Émile Durkheim, carrying the Enlightenment spirit into the early decades of the twentieth century, was not so positive. For him, a major task of the state is to free individuals from partial societies such as the family, religious organizations, and labor and professional groups. Modern individualism, Durkheim thought, depends on preventing the absorption of individuals into secondary and mediating groups.

Ludwig Feuerbach, whose materialism was to have a significant influence on Marx and Freud, assigned to reason the task of destroying the illusion of religion, “an illusion, however, which is by no means insignificant, but whose effect on mankind, rather, is utterly pernicious.”

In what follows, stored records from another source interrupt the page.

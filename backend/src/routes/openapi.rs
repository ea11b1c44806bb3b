//! OpenAPI document and the Swagger UI served at `/docs`

use super::{auth, events};
use crate::config::AppConfig;
use crate::repositories::{EventDetail, EventRecord};
use events_shared::{EventPayload, LoginRequest, PublicUser, SignupRequest, TokenResponse};
use utoipa::openapi::security::{HttpAuthScheme, HttpBuilder, SecurityScheme};
use utoipa::openapi::server::Server;
use utoipa::{Modify, OpenApi};
use utoipa_swagger_ui::SwaggerUi;

/// Where the generated document is served
pub const OPENAPI_JSON_PATH: &str = "/api-docs/openapi.json";

#[derive(OpenApi)]
#[openapi(
    info(
        title = "Events API",
        description = "Logged in users create, edit and view their events. Anyone can view all events."
    ),
    paths(
        auth::signup,
        auth::login,
        auth::protected,
        events::list_events,
        events::list_my_events,
        events::get_event,
        events::create_event,
        events::update_event,
    ),
    components(schemas(
        SignupRequest,
        LoginRequest,
        PublicUser,
        TokenResponse,
        EventPayload,
        EventRecord,
        EventDetail
    )),
    modifiers(&BearerAuth),
    tags(
        (name = "auth", description = "Signup, login and token check"),
        (name = "events", description = "Event listing and management"),
    )
)]
pub struct ApiDoc;

/// Registers the `bearerAuth` scheme referenced by protected operations
struct BearerAuth;

impl Modify for BearerAuth {
    fn modify(&self, openapi: &mut utoipa::openapi::OpenApi) {
        let components = openapi.components.get_or_insert_with(Default::default);
        components.add_security_scheme(
            "bearerAuth",
            SecurityScheme::Http(
                HttpBuilder::new()
                    .scheme(HttpAuthScheme::Bearer)
                    .bearer_format("JWT")
                    .build(),
            ),
        );
    }
}

/// The document with the configured listen address as its server
pub fn api_doc(config: &AppConfig) -> utoipa::openapi::OpenApi {
    let mut doc = ApiDoc::openapi();
    doc.servers = Some(vec![Server::new(format!(
        "http://{}:{}",
        config.server.host, config.server.port
    ))]);
    doc
}

/// Swagger UI at `/docs`, backed by the JSON document
pub fn docs_routes(config: &AppConfig) -> SwaggerUi {
    SwaggerUi::new("/docs").url(OPENAPI_JSON_PATH, api_doc(config))
}
//! In-memory stores for router and service tests
//!
//! Mirrors the PostgreSQL schema's rules: the same field validation, unique
//! emails, and foreign keys onto the seeded event types and existing users.

use super::{
    user::EMAIL_TAKEN_MESSAGE, validate_record, EventDetail, EventRecord, EventStore, NewEvent,
    NewUser, StoreError, UserRecord, UserStore,
};
use async_trait::async_trait;
use std::collections::BTreeMap;
use tokio::sync::RwLock;

/// Event types seeded by the bootstrap migration
pub const EVENT_TYPES: [(i32, &str); 4] = [
    (1, "Conference"),
    (2, "Meetup"),
    (3, "Workshop"),
    (4, "Seminar"),
];

#[derive(Default)]
struct Tables {
    users: BTreeMap<i32, UserRecord>,
    events: BTreeMap<i32, EventRecord>,
    next_user_id: i32,
    next_event_id: i32,
}

impl Tables {
    fn check_event_keys(&self, event: &NewEvent) -> Result<(), StoreError> {
        let type_known = EVENT_TYPES.iter().any(|(id, _)| *id == event.event_type_id);
        if !type_known || !self.users.contains_key(&event.user_id) {
            return Err(StoreError::ForeignKey);
        }
        Ok(())
    }
}

/// Store backing both users and events
#[derive(Default)]
pub struct MemoryStore {
    tables: RwLock<Tables>,
}

impl MemoryStore {
    pub fn new() -> Self {
        Self::default()
    }

    /// Insert an event directly, bypassing validation (for seeding past dates)
    pub async fn seed_event(&self, mut event: EventRecord) -> EventRecord {
        let mut tables = self.tables.write().await;
        tables.next_event_id = tables.next_event_id.max(event.id);
        if event.id == 0 {
            tables.next_event_id += 1;
            event.id = tables.next_event_id;
        }
        tables.events.insert(event.id, event.clone());
        event
    }
}

#[async_trait]
impl UserStore for MemoryStore {
    async fn find_by_email(&self, email: &str) -> Result<Option<UserRecord>, StoreError> {
        let tables = self.tables.read().await;
        Ok(tables.users.values().find(|u| u.email == email).cloned())
    }

    async fn create(&self, user: NewUser) -> Result<UserRecord, StoreError> {
        validate_record(&user)?;

        // Check and insert under one write lock so uniqueness is atomic
        let mut tables = self.tables.write().await;
        if tables.users.values().any(|u| u.email == user.email) {
            return Err(StoreError::Uniqueness(EMAIL_TAKEN_MESSAGE.to_string()));
        }

        tables.next_user_id += 1;
        let record = UserRecord {
            id: tables.next_user_id,
            email: user.email,
            encrypted_password: user.credential.hash().to_vec(),
            salt: user.credential.salt().to_vec(),
        };
        tables.users.insert(record.id, record.clone());
        Ok(record)
    }
}

#[async_trait]
impl EventStore for MemoryStore {
    async fn list_all(&self) -> Result<Vec<EventRecord>, StoreError> {
        let tables = self.tables.read().await;
        Ok(tables.events.values().cloned().collect())
    }

    async fn list_for_user(&self, user_id: i32) -> Result<Vec<EventRecord>, StoreError> {
        let tables = self.tables.read().await;
        Ok(tables
            .events
            .values()
            .filter(|e| e.user_id == user_id)
            .cloned()
            .collect())
    }

    async fn find_by_id(&self, id: i32) -> Result<Option<EventRecord>, StoreError> {
        let tables = self.tables.read().await;
        Ok(tables.events.get(&id).cloned())
    }

    async fn find_detail_by_id(&self, id: i32) -> Result<Option<EventDetail>, StoreError> {
        let tables = self.tables.read().await;
        Ok(tables.events.get(&id).and_then(|e| {
            EVENT_TYPES
                .iter()
                .find(|(type_id, _)| *type_id == e.event_type_id)
                .map(|(_, name)| EventDetail {
                    id: e.id,
                    title: e.title.clone(),
                    date: e.date,
                    location: e.location.clone(),
                    event_type: name.to_string(),
                    user_id: e.user_id,
                })
        }))
    }

    async fn create(&self, event: NewEvent) -> Result<EventRecord, StoreError> {
        validate_record(&event)?;

        let mut tables = self.tables.write().await;
        tables.check_event_keys(&event)?;

        tables.next_event_id += 1;
        let record = EventRecord {
            id: tables.next_event_id,
            title: event.title,
            date: event.date,
            location: event.location,
            event_type_id: event.event_type_id,
            user_id: event.user_id,
        };
        tables.events.insert(record.id, record.clone());
        Ok(record)
    }

    async fn update(&self, id: i32, event: NewEvent) -> Result<u64, StoreError> {
        validate_record(&event)?;

        let mut tables = self.tables.write().await;
        tables.check_event_keys(&event)?;

        match tables.events.get_mut(&id) {
            Some(existing) => {
                existing.title = event.title;
                existing.date = event.date;
                existing.location = event.location;
                existing.event_type_id = event.event_type_id;
                Ok(1)
            }
            None => Ok(0),
        }
    }
}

Freud advanced this theme in his Future of an Illusion, in which he describes the struggle of the scientific spirit against the “enemy,” religion. “Criticism,” he writes, “has gnawed away the prohibitive power of religious documents; natural science has shown the errors they contain; comparative research has been struck by the fatal resemblance of the religious conceptions we revere to the mental products of primitive peoples and times.”

On this side of the Atlantic, many of these ideas were to find twentieth-century expression in the writings of John Dewey and his disciples, promulgated widely in the Humanist Manifesto II of 1973. Among dozens of well-known signatories were Isaac Asimov, Betty Friedan, Sidney Hook, B.F. Skinner, Francis Crick, Antony Flew, and Julian Huxley.

Science was equated by Dewey and his disciples with “critical intelligence.” Ernest Nagel, whose work in the philosophy of science influenced generations of students, published a work entitled Sovereign Reason, a book that accurately defined the movement.

In common the humanists advocated empirical criticism of everything heretofore considered sacrosanct. It took another generation or two before such criticism was to reach the textbooks used in primary and secondary schools. Today it is the prevailing attitude in the Western academic world, an attitude uncritically adopted by those ignorant of its genesis.

The religious mind is ill situated to defend itself in the halls of higher learning given that it has for the most part been excluded from its ranks. A few professorships of Catholic studies exist in prestigious institutions, but these alone are not likely to reverse the secular tide even in the institutions where they reside.

Sadly, members of the Church hierarchy seem to have bought into the higher criticism advanced by the Redaktion Geschichte movement of the last century.

Fr. Arturo Sosa Abascal, the new head of the Jesuits, may be among the latest victims if press reports are reliable. He is reported as saying, “Over the last century in the church there has been a great blossoming of studies that seek to understand what Jesus meant to say [in the present context of His teaching on marriage].”

“Discernment” is required. What did Jesus really say? “What is known,” says Abascal, “is the words of Jesus must be contextualized, given that they are expressed in a language in a specific setting, addressed to someone in particular….Doubt not the word of Jesus, but the word of Jesus as we have interpreted it [in the past]. Discernment does not select among different hypotheses but listens to the Holy Spirit what, as Jesus promised, helps us to understand the signs of God’s presence in human history.”

What the future portends is not easy to say. Demographers predict an overwhelming Muslim presence in Europe by 2050. Some foresee an Islamic Republic of France and a similar status for other nation-states in Europe. The situation in the United States, in spite of its present immigration policy, is not as foreboding as that of Europe. Its future depends on a majority who recognize the value of their inherited culture and are willing to defend it at the ballot box.

In any case, Catholic higher education remains a necessary counterweight to the dominant secular, anti-Christian attitude that prevails in the universities and other centers of influence.